OP0011. Impaired autophagy in extravillous trophoblast may induce poor placentation in preeclampsia

Abstract

Shallow invasion of extravillous trophoblast (EVT) and inadequate vascular remodeling by EVT are the major cause of poor placentation in preeclampsia. In early pregnancy period, trophoblast experience hypoxic and low-nutrient condition. Autophagy is a cellular bulk degradation system to maintain cellular homeostasis under stress. We examined whether autophagy sustained the EVT functions under the harsh condition.

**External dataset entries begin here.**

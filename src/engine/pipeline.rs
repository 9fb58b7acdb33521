//! Trading pipeline.
//!
//! One tick: collect prices, forecast, map the direction to a trade,
//! validate against the strategy and history, submit, record. The final
//! validation, the submission and the history update happen under one
//! lock so two submissions can never both pass a limit meant for one.

use alloy::primitives::{Address, U256};
use chrono::Utc;
use rust_decimal::prelude::FromPrimitive;
use rust_decimal::Decimal;
use rust_decimal_macros::dec;
use serde::Deserialize;
use std::fmt;
use std::sync::Arc;
use tokio::sync::{Mutex, RwLock};
use tokio_util::sync::CancellationToken;
use tracing::{debug, info, warn};

use super::submitter::TransactionSubmitter;
use super::validator::{RejectionReason, TradeValidator};
use crate::data::{CollectionWindow, PriceCollector};
use crate::ledger::{from_base_units, to_base_units, NATIVE_DECIMALS};
use crate::models::Forecaster;
use crate::storage;
use crate::types::{
    Direction, ExecutionResult, PredictionResult, PriceSeries, Strategy, TradeAction, TradeHistory,
    TradeHistoryEntry, TradeParams, TradeStatus, TradeType, TradingError,
};

// ---------------------------------------------------------------------------
// Configuration
// ---------------------------------------------------------------------------

#[derive(Debug, Clone)]
pub struct PipelineConfig {
    /// Account that trades and whose balance sizes positions.
    pub user: Address,
    /// Wrapped native token used in swap paths.
    pub wrapped_native: Address,
    /// Token bought on an up signal and sold on a down signal.
    pub trade_token: Address,
    /// How the collected series quotes the pair.
    pub price_quote: PriceQuote,
    /// Decimals of `trade_token`.
    pub token_decimals: u32,
    /// Tolerated shortfall against the quoted output, in percent.
    pub slippage_pct: Decimal,
    pub sources: Vec<String>,
    pub window_hours: u32,
    /// JSON file the history is persisted to after each record.
    pub history_path: Option<String>,
}

// ---------------------------------------------------------------------------
// Outcome
// ---------------------------------------------------------------------------

/// What a single tick did.
#[derive(Debug, Clone, PartialEq)]
pub enum TickOutcome {
    /// Upstream failure (data, model, balance); nothing submitted.
    Skipped(String),
    /// Neutral forecast.
    NoSignal,
    Rejected(RejectionReason),
    /// Stopped between validation and submission.
    Cancelled(TradeHistoryEntry),
    Executed(TradeHistoryEntry),
    Failed(TradeHistoryEntry),
}

impl fmt::Display for TickOutcome {
    fn fmt(&self, f: &mut fmt::Formatter<'_>) -> fmt::Result {
        match self {
            TickOutcome::Skipped(reason) => write!(f, "skipped: {reason}"),
            TickOutcome::NoSignal => write!(f, "no signal"),
            TickOutcome::Rejected(reason) => write!(f, "rejected: {reason}"),
            TickOutcome::Cancelled(e) => write!(f, "cancelled: {e}"),
            TickOutcome::Executed(e) => write!(f, "executed: {e}"),
            TickOutcome::Failed(e) => write!(f, "failed: {e}"),
        }
    }
}

// ---------------------------------------------------------------------------
// Quoting
// ---------------------------------------------------------------------------

/// Orientation of the collected price series.
#[derive(Debug, Clone, Copy, PartialEq, Eq, Deserialize)]
#[serde(rename_all = "kebab-case")]
pub enum PriceQuote {
    /// Native units per trade token: the series tracks the token.
    NativePerToken,
    /// Trade tokens per native unit: the series tracks the native asset,
    /// e.g. ETH priced in USDC.
    TokenPerNative,
}

impl PriceQuote {
    /// Trade tokens that `native` units buy at `price`.
    pub fn native_to_tokens(self, native: Decimal, price: Decimal) -> Decimal {
        match self {
            PriceQuote::NativePerToken => native / price,
            PriceQuote::TokenPerNative => native * price,
        }
    }

    /// Native units that `tokens` fetch at `price`.
    pub fn tokens_to_native(self, tokens: Decimal, price: Decimal) -> Decimal {
        match self {
            PriceQuote::NativePerToken => tokens * price,
            PriceQuote::TokenPerNative => tokens / price,
        }
    }

    /// Trade side for a forecast. Buying moves native into the trade token,
    /// which pays off when the token gains against native.
    pub fn action_for(self, direction: Direction) -> Option<TradeAction> {
        let token_gains = match (self, direction) {
            (_, Direction::Neutral) => return None,
            (PriceQuote::NativePerToken, d) => d == Direction::Up,
            (PriceQuote::TokenPerNative, d) => d == Direction::Down,
        };
        Some(if token_gains { TradeAction::Buy } else { TradeAction::Sell })
    }
}

fn price_decimal(price: f64) -> Result<Decimal, TradingError> {
    Decimal::from_f64(price)
        .filter(|p| *p > Decimal::ZERO)
        .ok_or_else(|| TradingError::ValidationFailure(format!("unusable price {price}")))
}

fn base_units(amount: Decimal, decimals: u32) -> Result<U256, TradingError> {
    to_base_units(amount, decimals).map_err(|e| TradingError::ValidationFailure(e.to_string()))
}

/// Build swap params for a position of `size` native units.
///
/// Buys spend `size` native and expect it converted at the predicted price.
/// Sells spend the trade tokens `size` native buys at the last price and
/// expect them converted back at the predicted price. The minimum output is
/// the expectation less the slippage tolerance, in the output asset's units.
pub fn quote_trade(
    action: TradeAction,
    size: Decimal,
    predicted_price: f64,
    last_price: f64,
    config: &PipelineConfig,
) -> Result<TradeParams, TradingError> {
    let quote = config.price_quote;
    let predicted = price_decimal(predicted_price)?;
    let last = price_decimal(last_price)?;
    let keep = (dec!(100) - config.slippage_pct).max(Decimal::ZERO) / dec!(100);
    let token = config.token_decimals;

    let params = match action {
        TradeAction::Buy => TradeParams::new(
            config.wrapped_native,
            config.trade_token,
            base_units(size, NATIVE_DECIMALS)?,
            base_units(quote.native_to_tokens(size, predicted) * keep, token)?,
            action.trade_type(),
        ),
        TradeAction::Sell => {
            let tokens = quote.native_to_tokens(size, last);
            TradeParams::new(
                config.trade_token,
                config.wrapped_native,
                base_units(tokens, token)?,
                base_units(quote.tokens_to_native(tokens, predicted) * keep, NATIVE_DECIMALS)?,
                action.trade_type(),
            )
        }
    };
    Ok(params)
}

/// History id and status for a submission result. A failure keeps the last
/// broadcast hash so the entry still counts against cooldown and exposure.
fn history_id(result: &ExecutionResult) -> (String, TradeStatus) {
    let status = if result.success {
        TradeStatus::Confirmed
    } else {
        TradeStatus::Failed
    };
    let id = result
        .tx_hash
        .clone()
        .unwrap_or_else(|| format!("failed-{}", uuid::Uuid::new_v4()));
    (id, status)
}


// ---------------------------------------------------------------------------
// Pipeline
// ---------------------------------------------------------------------------

pub struct TradingPipeline {
    config: PipelineConfig,
    collector: Arc<dyn PriceCollector>,
    forecaster: Arc<dyn Forecaster>,
    validator: TradeValidator,
    submitter: Arc<TransactionSubmitter>,
    history: RwLock<TradeHistory>,
    /// Held from final validation until the history is updated.
    submit_lock: Mutex<()>,
    /// Held for a whole tick so ticks never overlap.
    tick_lock: Mutex<()>,
}

impl TradingPipeline {
    pub fn new(
        config: PipelineConfig,
        collector: Arc<dyn PriceCollector>,
        forecaster: Arc<dyn Forecaster>,
        validator: TradeValidator,
        submitter: Arc<TransactionSubmitter>,
        history: TradeHistory,
    ) -> Self {
        Self {
            config,
            collector,
            forecaster,
            validator,
            submitter,
            history: RwLock::new(history),
            submit_lock: Mutex::new(()),
            tick_lock: Mutex::new(()),
        }
    }

    pub fn config(&self) -> &PipelineConfig {
        &self.config
    }

    /// Snapshot of the trade history.
    pub async fn history(&self) -> TradeHistory {
        self.history.read().await.clone()
    }

    /// Fetch the configured price window.
    pub async fn collect(&self) -> Result<PriceSeries, TradingError> {
        let window = CollectionWindow {
            hours: self.config.window_hours,
        };
        self.collector
            .collect(&self.config.sources, window)
            .await
            .map_err(|e| TradingError::Collector(e.to_string()))
    }

    /// Run one tick under `strategy`. `cancel` is checked just before
    /// submitting; a cancelled tick records a cancelled entry instead.
    pub async fn run_tick(&self, strategy: &Strategy, cancel: &CancellationToken) -> TickOutcome {
        let _tick = self.tick_lock.lock().await;

        let series = match self.collect().await {
            Ok(series) => series,
            Err(e) => return TickOutcome::Skipped(e.to_string()),
        };
        let last_price = match series.last_price() {
            Some(price) => price,
            None => return TickOutcome::Skipped("empty price series".to_string()),
        };

        let prediction = match self.forecaster.forecast(&series).await {
            Ok(p) => p,
            Err(e) => return TickOutcome::Skipped(e.to_string()),
        };

        let action = match self.config.price_quote.action_for(prediction.direction) {
            Some(action) => action,
            None => {
                debug!(price = prediction.price, "Neutral forecast, no trade");
                return TickOutcome::NoSignal;
            }
        };

        let portfolio = match self.submitter.portfolio_value(self.config.user).await {
            Ok(value) => value,
            Err(e) => return TickOutcome::Skipped(e.to_string()),
        };

        let _submit = self.submit_lock.lock().await;

        let decision = {
            let history = self.history.read().await;
            self.validator.evaluate(&prediction, strategy, &history, portfolio)
        };
        let size = match (decision.allow, decision.position_size, decision.rejection) {
            (true, Some(size), _) => size,
            (_, _, Some(reason)) => {
                warn!(strategy = %strategy.name, reason = %reason, "Trade rejected");
                return TickOutcome::Rejected(reason);
            }
            _ => return TickOutcome::Skipped(decision.reason),
        };

        if cancel.is_cancelled() {
            let entry = self.entry(
                format!("cancelled-{}", uuid::Uuid::new_v4()),
                action,
                size,
                &prediction,
                TradeStatus::Cancelled,
            );
            info!(action = %action, "Submission suppressed by stop");
            self.record(entry.clone()).await;
            return TickOutcome::Cancelled(entry);
        }

        let params = match quote_trade(action, size, prediction.price, last_price, &self.config) {
            Ok(params) => params,
            Err(e) => return TickOutcome::Skipped(e.to_string()),
        };

        let result = self.submitter.submit(&params, self.config.user).await;
        let entry = self.entry_for_result(&result, action, size, &prediction);
        self.record(entry.clone()).await;

        if result.success {
            TickOutcome::Executed(entry)
        } else {
            TickOutcome::Failed(entry)
        }
    }

    /// Submit caller-built params. When `strategy` is set, cooldown and
    /// hourly limits are enforced first. The attempt is recorded either way.
    pub async fn execute_trade(
        &self,
        params: &TradeParams,
        strategy: Option<&Strategy>,
        reference: Option<&PredictionResult>,
    ) -> ExecutionResult {
        let _submit = self.submit_lock.lock().await;

        if let Some(strategy) = strategy {
            let history = self.history.read().await;
            if let Err(reason) = self.validator.check_rate_limits(strategy, &history, Utc::now()) {
                let err = TradingError::ValidationFailure(reason.to_string());
                warn!(error = %err, "Manual trade rejected");
                return ExecutionResult::failed(err.to_string());
            }
        }

        let action = match params.trade_type {
            TradeType::NativeToToken => TradeAction::Buy,
            TradeType::TokenToNative | TradeType::TokenToToken => TradeAction::Sell,
        };
        let price = reference.map(|p| p.price).unwrap_or(0.0);
        let size = match action {
            TradeAction::Buy => {
                from_base_units(params.amount_in, NATIVE_DECIMALS).unwrap_or(Decimal::ZERO)
            }
            // Sells spend tokens; express the size in native units when a price is known.
            TradeAction::Sell => {
                let tokens = from_base_units(params.amount_in, self.config.token_decimals)
                    .unwrap_or(Decimal::ZERO);
                match price_decimal(price) {
                    Ok(p) => self.config.price_quote.tokens_to_native(tokens, p),
                    Err(_) => tokens,
                }
            }
        };

        let result = self.submitter.submit(params, self.config.user).await;

        let (id, status) = history_id(&result);
        let entry = TradeHistoryEntry {
            id,
            timestamp: Utc::now(),
            action,
            amount: size,
            price,
            status,
            confidence: reference.map(|p| p.confidence).unwrap_or(0.0),
        };
        self.record(entry).await;
        result
    }

    fn entry(
        &self,
        id: String,
        action: TradeAction,
        size: Decimal,
        prediction: &PredictionResult,
        status: TradeStatus,
    ) -> TradeHistoryEntry {
        TradeHistoryEntry {
            id,
            timestamp: Utc::now(),
            action,
            amount: size,
            price: prediction.price,
            status,
            confidence: prediction.confidence,
        }
    }

    fn entry_for_result(
        &self,
        result: &ExecutionResult,
        action: TradeAction,
        size: Decimal,
        prediction: &PredictionResult,
    ) -> TradeHistoryEntry {
        let (id, status) = history_id(result);
        self.entry(id, action, size, prediction, status)
    }

    async fn record(&self, entry: TradeHistoryEntry) {
        info!(
            id = %entry.id,
            action = %entry.action,
            amount = %entry.amount,
            status = %entry.status,
            "Trade recorded"
        );
        let mut history = self.history.write().await;
        history.push(entry);
        if let Some(path) = &self.config.history_path {
            if let Err(e) = storage::save_history(&history, Some(path)) {
                warn!(error = %e, "Failed to persist trade history");
            }
        }
    }
}

// ---------------------------------------------------------------------------
// Tests
// ---------------------------------------------------------------------------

An enhancement of autophagy was observed in primary cultured EVT and EVT cell line under 2% oxygen condition or cobalt treatment which induce HIF1α. The invasion and vascular remodeling under hypoxic condition were significantly reduced in autophagy-deficient EVT cells compared with wild-type EVT cells. Treatment of ATP partially rescued the poor invation under hypoxic condition suggesting that getting energy using autophagy play important role for cell invasion under hypoxia. Soluble endoglin (sENG), that is increased in sera in preeclamptic cases, suppressed EVT invasion and vascular remodeling by EVT by inhibiting autophagy. Next we have examined the impaired autophagy by immunohistochemical staining for p62. p62 is selectively degradated in autophagosome, so if impaired autophagy is present, p62 is accumulated in the cytoplasma. Enhanced imunostainings for p62 in interstitial EVT and endovascular EVT in preeclamptic cases were observed showing impaired autophagy in EVT of preeclamptic cases. sENG is known to inhibit TGFβ that is a essential factor for differentiation of regulatory T cells. Impaired autophagy and decreased regulatory T cells by increased sENG may play important roles in pathophysiology of preeclampsia.